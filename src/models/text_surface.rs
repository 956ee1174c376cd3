//! Rope-backed editing surface.
//!
//! Reference implementation of [`EditingSurface`]: a rope with a char
//! cursor, snapshot-based internal undo/redo, and synchronous change/blur
//! listeners. External content replacement goes through the same snapshot
//! path as user edits, so the surface's own history and cursor survive it.

use ropey::Rope;
use slotmap::SlotMap;
use unicode_width::UnicodeWidthChar;

use crate::core::surface::{
    BlurListener, ChangeListener, EditingSurface, Geometry, ListenerKey, SurfaceConfig,
};

#[derive(Clone)]
struct Snapshot {
    rope: Rope,
    cursor: usize,
}

enum AnyListener {
    Change(ChangeListener),
    Blur(BlurListener),
}

pub struct TextSurface {
    rope: Rope,
    /// Char index into the rope.
    cursor: usize,
    undo: Vec<Snapshot>,
    redo: Vec<Snapshot>,
    /// Bumped on every content mutation, including external replacement.
    revision: u64,
    listeners: SlotMap<ListenerKey, AnyListener>,
    config: SurfaceConfig,
    geometry: Geometry,
    focused: bool,
    disposed: bool,
}

impl TextSurface {
    pub fn new(seed: &str) -> Self {
        Self {
            rope: Rope::from_str(seed),
            cursor: 0,
            undo: Vec::new(),
            redo: Vec::new(),
            revision: 0,
            listeners: SlotMap::with_key(),
            config: SurfaceConfig::default(),
            geometry: Geometry::default(),
            focused: false,
            disposed: false,
        }
    }

    pub fn revision(&self) -> u64 {
        self.revision
    }

    pub fn cursor(&self) -> usize {
        self.cursor
    }

    pub fn is_focused(&self) -> bool {
        self.focused
    }

    pub fn is_disposed(&self) -> bool {
        self.disposed
    }

    pub fn config(&self) -> &SurfaceConfig {
        &self.config
    }

    pub fn geometry(&self) -> Geometry {
        self.geometry
    }

    pub fn line_count(&self) -> usize {
        self.rope.len_lines()
    }

    pub fn line(&self, index: usize) -> String {
        if index >= self.rope.len_lines() {
            return String::new();
        }
        let line = self.rope.line(index);
        let mut text = line.to_string();
        while text.ends_with('\n') || text.ends_with('\r') {
            text.pop();
        }
        text
    }

    /// Cursor position as (line, display column), column in terminal cells.
    pub fn cursor_line_col(&self) -> (usize, usize) {
        let line = self.rope.char_to_line(self.cursor);
        let line_start = self.rope.line_to_char(line);
        let col = self
            .rope
            .slice(line_start..self.cursor)
            .chars()
            .map(|ch| ch.width().unwrap_or(0))
            .sum();
        (line, col)
    }

    fn snapshot(&self) -> Snapshot {
        Snapshot {
            rope: self.rope.clone(),
            cursor: self.cursor,
        }
    }

    fn emit_change(&mut self) {
        self.revision += 1;
        let text = self.rope.to_string();
        let listeners: Vec<ChangeListener> = self
            .listeners
            .values()
            .filter_map(|l| match l {
                AnyListener::Change(l) => Some(l.clone()),
                AnyListener::Blur(_) => None,
            })
            .collect();
        for listener in listeners {
            listener(&text);
        }
    }

    fn begin_edit(&mut self) {
        self.undo.push(self.snapshot());
        self.redo.clear();
    }

    pub fn insert_char(&mut self, ch: char) {
        if self.disposed {
            return;
        }
        self.begin_edit();
        self.rope.insert_char(self.cursor, ch);
        self.cursor += 1;
        self.emit_change();
    }

    pub fn insert_str(&mut self, text: &str) {
        if self.disposed || text.is_empty() {
            return;
        }
        self.begin_edit();
        self.rope.insert(self.cursor, text);
        self.cursor += text.chars().count();
        self.emit_change();
    }

    pub fn backspace(&mut self) {
        if self.disposed || self.cursor == 0 {
            return;
        }
        self.begin_edit();
        self.rope.remove(self.cursor - 1..self.cursor);
        self.cursor -= 1;
        self.emit_change();
    }

    pub fn delete_forward(&mut self) {
        if self.disposed || self.cursor >= self.rope.len_chars() {
            return;
        }
        self.begin_edit();
        self.rope.remove(self.cursor..self.cursor + 1);
        self.emit_change();
    }

    pub fn move_left(&mut self) {
        self.cursor = self.cursor.saturating_sub(1);
    }

    pub fn move_right(&mut self) {
        if self.cursor < self.rope.len_chars() {
            self.cursor += 1;
        }
    }

    pub fn move_up(&mut self) {
        let (line, _) = self.cursor_line_col();
        if line == 0 {
            return;
        }
        let offset = self.cursor - self.rope.line_to_char(line);
        let prev_start = self.rope.line_to_char(line - 1);
        let prev_len = self.line(line - 1).chars().count();
        self.cursor = prev_start + offset.min(prev_len);
    }

    pub fn move_down(&mut self) {
        let (line, _) = self.cursor_line_col();
        if line + 1 >= self.rope.len_lines() {
            return;
        }
        let offset = self.cursor - self.rope.line_to_char(line);
        let next_start = self.rope.line_to_char(line + 1);
        let next_len = self.line(line + 1).chars().count();
        self.cursor = next_start + offset.min(next_len);
    }

    /// Surface-local undo, independent of project-level time travel.
    pub fn undo_edit(&mut self) {
        if self.disposed {
            return;
        }
        if let Some(snapshot) = self.undo.pop() {
            self.redo.push(self.snapshot());
            self.rope = snapshot.rope;
            self.cursor = snapshot.cursor;
            self.emit_change();
        }
    }

    pub fn redo_edit(&mut self) {
        if self.disposed {
            return;
        }
        if let Some(snapshot) = self.redo.pop() {
            self.undo.push(self.snapshot());
            self.rope = snapshot.rope;
            self.cursor = snapshot.cursor;
            self.emit_change();
        }
    }
}

impl EditingSurface for TextSurface {
    fn contents(&self) -> String {
        self.rope.to_string()
    }

    fn replace_contents(&mut self, text: &str) {
        if self.disposed {
            return;
        }
        if self.rope == text {
            return;
        }
        // Same snapshot path as user edits: history survives, cursor clamps.
        self.begin_edit();
        self.rope = Rope::from_str(text);
        self.cursor = self.cursor.min(self.rope.len_chars());
        self.emit_change();
    }

    fn subscribe_change(&mut self, listener: ChangeListener) -> ListenerKey {
        self.listeners.insert(AnyListener::Change(listener))
    }

    fn subscribe_blur(&mut self, listener: BlurListener) -> ListenerKey {
        self.listeners.insert(AnyListener::Blur(listener))
    }

    fn unsubscribe(&mut self, key: ListenerKey) {
        self.listeners.remove(key);
    }

    fn apply_config(&mut self, config: &SurfaceConfig) {
        self.config = config.clone();
    }

    fn reflow(&mut self, geometry: Geometry) {
        self.geometry = geometry;
    }

    fn focus(&mut self) {
        if !self.disposed {
            self.focused = true;
        }
    }

    fn blur(&mut self) {
        if self.disposed {
            return;
        }
        self.focused = false;
        let listeners: Vec<BlurListener> = self
            .listeners
            .values()
            .filter_map(|l| match l {
                AnyListener::Blur(l) => Some(l.clone()),
                AnyListener::Change(_) => None,
            })
            .collect();
        for listener in listeners {
            listener();
        }
    }

    fn dispose(&mut self) {
        self.disposed = true;
        self.focused = false;
        self.listeners.clear();
    }
}

#[cfg(test)]
#[path = "../../tests/unit/models/text_surface.rs"]
mod tests;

* * * * *

Task details: Pull out the lines above in which the word "usize" appears.

Response for this exercise:
    cursor: usize,
    cursor: usize,
    pub fn cursor(&self) -> usize {
    pub fn line_count(&self) -> usize {
    pub fn line(&self, index: usize) -> String {
    pub fn cursor_line_col(&self) -> (usize, usize) {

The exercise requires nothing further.